Cerebrum & Dementia Flashcards
What are the two broad parts of the cerebrum?
- the cerebrum/forebrain/prosencephalon develops into two sub groups: the telencephalon (hemispheres, basal ganglia, lateral ventricles, etc.) and the diencephalon (epithalamus, thalamus, hypothalamus, and ventral thalamus, and 3rd ventricle)
What separates the two cerebral hemispheres? What connects them?
- they are separated by the great longitudinal fissure
- they are connected by the corpus callosum (commissural fibers)
What separates the frontal lobe from the parietal lobe? What separates the frontal and parietal lobes from the temporal lobe?
- central sulcus separates frontal from parietal
- lateral fissure separates frontal and parietal from temporal
What is the gyrus just anterior to the central sulcus called?
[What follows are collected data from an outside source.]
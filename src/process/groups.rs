//! Demographic breakdown processors: volumes and year-over-year changes
//! split by borrower age, income level, or credit-score tier.

use std::collections::BTreeMap;

use crate::chart::{self, SeriesPoint};
use crate::config::{text_fix, GroupSet};
use crate::error::MungeError;

use super::load::RawRow;
use super::summary::AdjustedPair;
use super::{fields, month_field, Converted};

/// Grouped volume: input rows `(month, value, group, adjustment)` pivot into
/// one row per month and group, with the agency text fixes applied to the
/// group label.
pub fn process_group_volume(
    file: &str,
    rows: &[RawRow],
    group_set: &GroupSet,
) -> Result<Converted, MungeError> {
    let mut months: BTreeMap<i64, (String, BTreeMap<String, AdjustedPair>)> = BTreeMap::new();

    for row in rows {
        let [month, value, group, adjustment] = fields::<4>(file, row)?;
        let (ordinal, date) = month_field(file, row, month)?;
        let (_, groups) = months
            .entry(ordinal)
            .or_insert_with(|| (date, BTreeMap::new()));
        let pair = groups.entry(text_fix(group).to_string()).or_default();
        pair.set(file, row.line, adjustment, value)?;
    }

    if months.is_empty() {
        return Ok(Converted::empty());
    }

    let schema = vec![
        "month".to_string(),
        "date".to_string(),
        "vol".to_string(),
        "vol_unadj".to_string(),
        format!("{}_group", group_set.kind),
    ];

    let mut out_rows = vec![schema];
    let mut points = Vec::new();
    for (ordinal, (date, groups)) in &months {
        for (label, pair) in groups {
            out_rows.push(vec![
                ordinal.to_string(),
                date.clone(),
                pair.adjusted.clone().unwrap_or_default(),
                pair.unadjusted.clone().unwrap_or_default(),
                label.clone(),
            ]);
            points.push((
                label.clone(),
                SeriesPoint {
                    date: date.clone(),
                    adjusted: pair.adjusted.clone(),
                    unadjusted: pair.unadjusted.clone(),
                },
            ));
        }
    }

    Ok(Converted {
        rows: out_rows,
        json: chart::grouped_line_chart(&points),
    })
}

/// Grouped year-over-year change: input rows `(month, value, group)` pivot
/// into one wide row per month with a column per roster member. A group
/// label outside the roster is a validation error.
pub fn process_group_yoy(
    file: &str,
    rows: &[RawRow],
    group_set: &GroupSet,
) -> Result<Converted, MungeError> {
    let member_count = group_set.members_in.len();
    let mut months: BTreeMap<i64, (String, Vec<Option<String>>)> = BTreeMap::new();

    for row in rows {
        let [month, value, group] = fields::<3>(file, row)?;
        let (ordinal, date) = month_field(file, row, month)?;
        let idx = group_set
            .members_in
            .iter()
            .position(|m| *m == group)
            .ok_or_else(|| {
                MungeError::validation(file, row.line, format!("illegal group name '{group}'"))
            })?;
        let (_, values) = months
            .entry(ordinal)
            .or_insert_with(|| (date, vec![None; member_count]));
        values[idx] = Some(value.to_string());
    }

    if months.is_empty() {
        return Ok(Converted::empty());
    }

    let mut schema = vec!["month".to_string(), "date".to_string()];
    schema.extend(group_set.members_col.iter().map(|m| format!("{m}_yoy")));

    let mut out_rows = vec![schema];
    let mut chart_rows = Vec::with_capacity(months.len());
    for (ordinal, (date, values)) in &months {
        let mut out_row = vec![ordinal.to_string(), date.clone()];
        out_row.extend(values.iter().map(|v| v.clone().unwrap_or_default()));
        out_rows.push(out_row);
        chart_rows.push((date.clone(), values.clone()));
    }

    Ok(Converted {
        rows: out_rows,
        json: chart::grouped_bar_chart(&chart_rows, group_set.members_json),
    })
}
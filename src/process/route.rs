//! Filename routing.
//!
//! Raw exports are named `<prefix>_<SUFFIX>.csv`: the prefix picks the
//! statistic processor, the suffix picks the market folder. Anything outside
//! the documented enumerations is a configuration error, never a silent
//! write under a wrong name.

use crate::config::{Config, Market, Statistic};
use crate::error::MungeError;

#[derive(Debug, Clone, Copy)]
pub struct Route {
    pub statistic: Statistic,
    pub market: &'static Market,
}

/// Derives the statistic type and market from an input filename.
pub fn route_filename(config: &Config, filename: &str) -> Result<Route, MungeError> {
    let stem = filename
        .strip_suffix(".csv")
        .or_else(|| filename.strip_suffix(".CSV"))
        .ok_or_else(|| MungeError::configuration(filename, "not a .csv file"))?;

    let (prefix, suffix) = stem
        .rsplit_once('_')
        .ok_or_else(|| MungeError::configuration(filename, "no market suffix in filename"))?;

    let market = config.market_by_abbr(suffix).ok_or_else(|| {
        MungeError::configuration(filename, format!("unknown market suffix '{suffix}'"))
    })?;

    let statistic = Statistic::from_prefix(&prefix.to_lowercase()).ok_or_else(|| {
        MungeError::configuration(filename, format!("unknown statistic prefix '{prefix}'"))
    })?;

    Ok(Route { statistic, market })
}

#[cfg(test)]
mod tests {
    use super::*;

    #[test]
    fn routes_documented_pairs() {
        let config = Config::new();
        let route = route_filename(&config, "vol_data_AUT.csv").unwrap();
        assert_eq!(route.statistic, Statistic::VolSummary);
        assert_eq!(route.market.folder, "auto-loans");

        let route = route_filename(&config, "Volume_data_Age_Group_STU.csv").unwrap();
        assert_eq!(route.statistic, Statistic::AgeVolume);
        assert_eq!(route.market.folder, "student-loans");
    }

    #[test]
    fn unknown_market_is_configuration_error() {
        let config = Config::new();
        let err = route_filename(&config, "vol_data_XYZ.csv").unwrap_err();
        assert!(matches!(err, MungeError::Configuration { .. }), "{err}");
    }

    #[test]
    fn unknown_prefix_is_configuration_error() {
        let config = Config::new();
        let err = route_filename(&config, "pet_data_AUT.csv").unwrap_err();
        assert!(matches!(err, MungeError::Configuration { .. }), "{err}");
    }

    #[test]
    fn non_csv_is_configuration_error() {
        let config = Config::new();
        assert!(route_filename(&config, "vol_data_AUT.txt").is_err());
        assert!(route_filename(&config, "README").is_err());
    }
}
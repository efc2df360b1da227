//! Date handling for the raw exports.
//!
//! The research office counts months from January 2000 (month zero). Output
//! rows carry both that ordinal and the canonical `YYYY-MM` date; the chart
//! JSON wants epoch milliseconds.

use chrono::{Datelike, NaiveDate};

use crate::config::{BASE_YEAR, DATA_FILE_DATE_FORMAT, SNAPSHOT_DATE_FORMAT};

/// Month ordinal → canonical `YYYY-MM` date string.
pub fn month_to_date(month: i64) -> Option<String> {
    if month < 0 {
        return None;
    }
    let year = BASE_YEAR + (month / 12) as i32;
    let month_of_year = (month % 12) as u32 + 1;
    let date = NaiveDate::from_ymd_opt(year, month_of_year, 1)?;
    Some(date.format(DATA_FILE_DATE_FORMAT).to_string())
}

/// Normalizes the leading date column of a raw row into the month ordinal.
///
/// Accepts the ordinal itself (`"108"`), ISO `"2009-01"`, `"1/2009"`, and
/// `"Jan-2009"`; all four forms of January 2009 yield 108. Returns `None`
/// for anything else or for dates before the base year.
pub fn parse_month(raw: &str) -> Option<i64> {
    let raw = raw.trim();
    if raw.is_empty() {
        return None;
    }

    if raw.bytes().all(|b| b.is_ascii_digit()) && raw.len() <= 6 {
        return raw.parse().ok();
    }

    let (year, month) = if let Some((y, m)) = raw.split_once('-') {
        if y.len() == 4 {
            // "2009-01"
            (y.parse().ok()?, m.parse().ok()?)
        } else {
            // "Jan-2009"
            let date = NaiveDate::parse_from_str(&format!("01-{raw}"), "%d-%b-%Y").ok()?;
            (date.year(), date.month())
        }
    } else if let Some((m, y)) = raw.split_once('/') {
        // "1/2009"
        (y.parse().ok()?, m.parse().ok()?)
    } else {
        return None;
    };

    if year < BASE_YEAR || !(1..=12).contains(&month) {
        return None;
    }
    Some(i64::from(year - BASE_YEAR) * 12 + i64::from(month) - 1)
}

/// Month ordinal → full `YYYY-MM-DD` date (first of the month), the form
/// used inside the data snapshot JSON.
pub fn month_to_snapshot_date(month: i64) -> Option<String> {
    if month < 0 {
        return None;
    }
    let year = BASE_YEAR + (month / 12) as i32;
    let month_of_year = (month % 12) as u32 + 1;
    let date = NaiveDate::from_ymd_opt(year, month_of_year, 1)?;
    Some(date.format(SNAPSHOT_DATE_FORMAT).to_string())
}

/// `YYYY-MM` → milliseconds since the Unix epoch at midnight UTC on the
/// first of that month.
pub fn epoch_ms(date: &str) -> Option<i64> {
    let date = NaiveDate::parse_from_str(&format!("{date}-01"), "%Y-%m-%d").ok()?;
    Some(date.and_hms_opt(0, 0, 0)?.and_utc().timestamp_millis())
}
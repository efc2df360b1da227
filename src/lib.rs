pub mod chart;
pub mod config;
pub mod emit;
pub mod error;
pub mod process;
pub mod snapshot;
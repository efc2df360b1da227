//! Market-wide year-over-year summary processor.
//!
//! Input rows are `(month, value, series)` where the series label names
//! either the loan-count or dollar-volume series. Inquiry and tightness
//! index rows ride along in these exports and are ignored here; they have
//! their own files.

use std::collections::BTreeMap;

use crate::chart;
use crate::config::YOY_SUMMARY_OUTPUT_SCHEMA;
use crate::error::MungeError;

use super::load::RawRow;
use super::{fields, month_field, Converted};

#[derive(Debug, Default, Clone)]
struct YoyPair {
    num: Option<String>,
    vol: Option<String>,
}

pub fn process_yoy_summary(file: &str, rows: &[RawRow]) -> Result<Converted, MungeError> {
    let mut months: BTreeMap<i64, (String, YoyPair)> = BTreeMap::new();

    for row in rows {
        let [month, value, series] = fields::<3>(file, row)?;
        let (ordinal, date) = month_field(file, row, month)?;
        let (_, pair) = months
            .entry(ordinal)
            .or_insert_with(|| (date, YoyPair::default()));

        let label = series.to_lowercase();
        if label.contains("number") {
            pair.num = Some(value.to_string());
        } else if label.contains("volume") {
            pair.vol = Some(value.to_string());
        } else if label.contains("inquiry") || label.contains("tightness") {
            // index series are published from their own files
        } else {
            return Err(MungeError::validation(
                file,
                row.line,
                format!("unrecognized year-over-year series '{series}'"),
            ));
        }
    }

    if months.is_empty() {
        return Ok(Converted::empty());
    }

    let mut out_rows = vec![YOY_SUMMARY_OUTPUT_SCHEMA
        .iter()
        .map(|s| s.to_string())
        .collect::<Vec<_>>()];
    let mut points = Vec::with_capacity(months.len());
    for (ordinal, (date, pair)) in &months {
        out_rows.push(vec![
            ordinal.to_string(),
            date.clone(),
            pair.num.clone().unwrap_or_default(),
            pair.vol.clone().unwrap_or_default(),
        ]);
        points.push((date.clone(), pair.num.clone(), pair.vol.clone()));
    }

    Ok(Converted {
        rows: out_rows,
        json: chart::bar_chart(&points),
    })
}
What about that just posterior to the central sulcus?
- anterior: precentral gryus - contains the primary motor cortex
- posterior: postcentral gyrus - contains the primary somatosensory cortex
Where is the primary auditory cortex located?
- in the superior temporal gyrus of the temporal lobe
What are the three types of signs/symptoms that focal cerebral lesions can cause?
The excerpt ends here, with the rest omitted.